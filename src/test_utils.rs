// Copyright 2026, Jeroen van Erp <jeroen@geeko.me>
// SPDX-License-Identifier: Apache-2.0

//! Test utilities for mocking Kubernetes API responses.
//!
//! `MockService` backs a real `kube::Client`. Requests matching a canned
//! response get that response; every other GET, PATCH or DELETE is served
//! from a small in-memory object store that mimics server-side apply
//! (per-field ownership, conflicts, resourceVersion bumps).

use http::{header, Request, Response};
use http_body_util::BodyExt;
use kube::client::Body;
use kube::Client;
use serde_json::{json, Map, Value};
use std::collections::{HashMap, VecDeque};
use std::future::Future;
use std::pin::Pin;
use std::sync::{Arc, Mutex};
use std::task::{Context, Poll};
use tower::Service;

/// One request as seen by the mock API server
#[derive(Debug, Clone)]
pub struct RecordedRequest {
    pub method: String,
    pub path: String,
    pub query: String,
    pub content_type: Option<String>,
    pub body: Option<Value>,
}

impl RecordedRequest {
    pub fn query_param(&self, key: &str) -> Option<&str> {
        self.query
            .split('&')
            .filter_map(|pair| pair.split_once('='))
            .find(|(k, _)| *k == key)
            .map(|(_, v)| v)
    }
}

struct StoredObject {
    object: Value,
    owners: HashMap<String, String>,
}

#[derive(Default)]
struct State {
    canned: HashMap<(String, String), VecDeque<(u16, String)>>,
    objects: HashMap<String, StoredObject>,
    requests: Vec<RecordedRequest>,
    revision: u64,
}

/// A mock HTTP service that plays the Kubernetes API server.
#[derive(Clone, Default)]
pub struct MockService {
    state: Arc<Mutex<State>>,
}

impl MockService {
    pub fn new() -> Self {
        Self::default()
    }

    /// Queue a response for `method` on the exact `path`; the last one repeats
    pub fn on(self, method: &str, path: &str, status: u16, body: &str) -> Self {
        self.state
            .lock()
            .unwrap()
            .canned
            .entry((method.to_string(), path.to_string()))
            .or_default()
            .push_back((status, body.to_string()));
        self
    }

    pub fn on_get(self, path: &str, status: u16, body: &str) -> Self {
        self.on("GET", path, status, body)
    }

    pub fn on_patch(self, path: &str, status: u16, body: &str) -> Self {
        self.on("PATCH", path, status, body)
    }

    pub fn on_delete(self, path: &str, status: u16, body: &str) -> Self {
        self.on("DELETE", path, status, body)
    }

    /// Seed the store with an object whose spec fields are owned by `manager`
    pub fn with_object(self, path: &str, object: Value, manager: &str) -> Self {
        {
            let mut state = self.state.lock().unwrap();
            let owners = spec_keys(&object)
                .into_iter()
                .map(|k| (k, manager.to_string()))
                .collect();
            state
                .objects
                .insert(path.to_string(), StoredObject { object, owners });
        }
        self
    }

    /// Build a kube Client talking to this mock
    pub fn client(&self) -> Client {
        Client::new(self.clone(), "default")
    }

    pub fn into_client(self) -> Client {
        self.client()
    }

    pub fn requests(&self) -> Vec<RecordedRequest> {
        self.state.lock().unwrap().requests.clone()
    }

    pub fn requests_for(&self, method: &str) -> Vec<RecordedRequest> {
        self.requests()
            .into_iter()
            .filter(|r| r.method == method)
            .collect()
    }

    pub fn object(&self, path: &str) -> Option<Value> {
        self.state
            .lock()
            .unwrap()
            .objects
            .get(path)
            .map(|o| o.object.clone())
    }

    fn respond(&self, request: RecordedRequest) -> (u16, String) {
        let mut guard = self.state.lock().unwrap();
        let state = &mut *guard;
        state.requests.push(request.clone());

        let key = (request.method.clone(), request.path.clone());
        if let Some(queue) = state.canned.get_mut(&key) {
            let next = if queue.len() > 1 {
                queue.pop_front()
            } else {
                queue.front().cloned()
            };
            if let Some(response) = next {
                return response;
            }
        }

        let (namespace, name) = split_path(&request.path);
        match request.method.as_str() {
            "GET" => match state.objects.get(&request.path) {
                Some(stored) => (200, stored.object.to_string()),
                None => (404, not_found_json("object", &name)),
            },
            "DELETE" => match state.objects.remove(&request.path) {
                Some(stored) => (200, stored.object.to_string()),
                None => (404, not_found_json("object", &name)),
            },
            "PATCH" => {
                let body = request.body.clone().unwrap_or(Value::Null);
                let manager = request.query_param("fieldManager").unwrap_or_default().to_string();
                let force = request.query_param("force") == Some("true");

                match state.objects.get_mut(&request.path) {
                    Some(stored) => {
                        for key in spec_keys(&body) {
                            let owner = stored.owners.get(&key);
                            let changed = stored.object["spec"].get(&key) != body["spec"].get(&key);
                            if let Some(owner) = owner {
                                if owner != &manager && changed && !force {
                                    return (409, conflict_json(&key, owner));
                                }
                            }
                        }

                        let before = stored.object.clone();
                        merge_apply(&mut stored.object, &body);
                        for key in spec_keys(&body) {
                            stored.owners.insert(key, manager.clone());
                        }
                        if stored.object != before {
                            state.revision += 1;
                            stored.object["metadata"]["resourceVersion"] =
                                json!(state.revision.to_string());
                        }
                        (200, stored.object.to_string())
                    }
                    None => {
                        state.revision += 1;
                        let mut object = json!({"metadata": {}});
                        merge_apply(&mut object, &body);
                        let metadata = &mut object["metadata"];
                        metadata["name"] = json!(name);
                        if let Some(ns) = namespace {
                            metadata["namespace"] = json!(ns);
                        }
                        metadata["uid"] = json!(format!("uid-{}", name));
                        metadata["resourceVersion"] = json!(state.revision.to_string());
                        metadata["creationTimestamp"] = json!("2026-01-01T00:00:00Z");

                        let owners = spec_keys(&body)
                            .into_iter()
                            .map(|k| (k, manager.clone()))
                            .collect();
                        let text = object.to_string();
                        state
                            .objects
                            .insert(request.path.clone(), StoredObject { object, owners });
                        (201, text)
                    }
                }
            }
            _ => (405, status_json(405, "MethodNotAllowed", "method not allowed")),
        }
    }
}

impl Service<Request<Body>> for MockService {
    type Response = Response<Body>;
    type Error = tower::BoxError;
    type Future = Pin<Box<dyn Future<Output = Result<Self::Response, Self::Error>> + Send>>;

    fn poll_ready(&mut self, _cx: &mut Context<'_>) -> Poll<Result<(), Self::Error>> {
        Poll::Ready(Ok(()))
    }

    fn call(&mut self, req: Request<Body>) -> Self::Future {
        let this = self.clone();

        Box::pin(async move {
            let (parts, body) = req.into_parts();
            let bytes = body.collect().await?.to_bytes();
            let recorded = RecordedRequest {
                method: parts.method.to_string(),
                path: parts.uri.path().to_string(),
                query: parts.uri.query().unwrap_or_default().to_string(),
                content_type: parts
                    .headers
                    .get(header::CONTENT_TYPE)
                    .and_then(|v| v.to_str().ok())
                    .map(str::to_string),
                body: serde_json::from_slice(&bytes).ok(),
            };

            let (status, text) = this.respond(recorded);
            let response = Response::builder()
                .status(status)
                .header(header::CONTENT_TYPE, "application/json")
                .body(Body::from(text.into_bytes()))?;
            Ok(response)
        })
    }
}

/// `(namespace, name)` from `/apis/{group}/{version}/[namespaces/{ns}/]{plural}/{name}`
fn split_path(path: &str) -> (Option<String>, String) {
    let segments: Vec<&str> = path.trim_matches('/').split('/').collect();
    let name = segments.last().copied().unwrap_or_default().to_string();
    let namespace = segments
        .iter()
        .position(|s| *s == "namespaces")
        .filter(|pos| segments.len() > pos + 3)
        .map(|pos| segments[pos + 1].to_string());
    (namespace, name)
}

fn spec_keys(object: &Value) -> Vec<String> {
    object
        .get("spec")
        .and_then(Value::as_object)
        .map(|spec| spec.keys().cloned().collect())
        .unwrap_or_default()
}

fn merge_maps(target: &mut Value, patch: Option<&Value>) {
    let Some(Value::Object(patch)) = patch else {
        return;
    };
    if !target.is_object() {
        *target = Value::Object(Map::new());
    }
    if let Some(target) = target.as_object_mut() {
        for (k, v) in patch {
            target.insert(k.clone(), v.clone());
        }
    }
}

fn merge_apply(target: &mut Value, body: &Value) {
    for key in ["apiVersion", "kind"] {
        if let Some(v) = body.get(key) {
            target[key] = v.clone();
        }
    }
    for key in ["labels", "annotations"] {
        if let Some(patch) = body["metadata"].get(key) {
            merge_maps(&mut target["metadata"][key], Some(patch));
        }
    }
    merge_maps(&mut target["spec"], body.get("spec"));
}

pub fn status_json(code: u16, reason: &str, message: &str) -> String {
    json!({
        "kind": "Status",
        "apiVersion": "v1",
        "metadata": {},
        "status": "Failure",
        "message": message,
        "reason": reason,
        "code": code
    })
    .to_string()
}

/// Create a 404 not found response
pub fn not_found_json(resource: &str, name: &str) -> String {
    status_json(
        404,
        "NotFound",
        &format!("{} \"{}\" not found", resource, name),
    )
}

/// Create a 409 field ownership conflict response
pub fn conflict_json(field: &str, manager: &str) -> String {
    status_json(
        409,
        "Conflict",
        &format!(
            "Apply failed with 1 conflict: conflict with \"{}\": .spec.{}",
            manager, field
        ),
    )
}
----
EXERCISE REQUIREMENTS: Give back the lines of the listing from the one with "ownership conflict response" through the end, both included, exactly as written and with nothing added.

EXERCISE RESPONSE:
/// Create a 409 field ownership conflict response
pub fn conflict_json(field: &str, manager: &str) -> String {
    status_json(
        409,
        "Conflict",
        &format!(
            "Apply failed with 1 conflict: conflict with \"{}\": .spec.{}",
            manager, field
        ),
    )
}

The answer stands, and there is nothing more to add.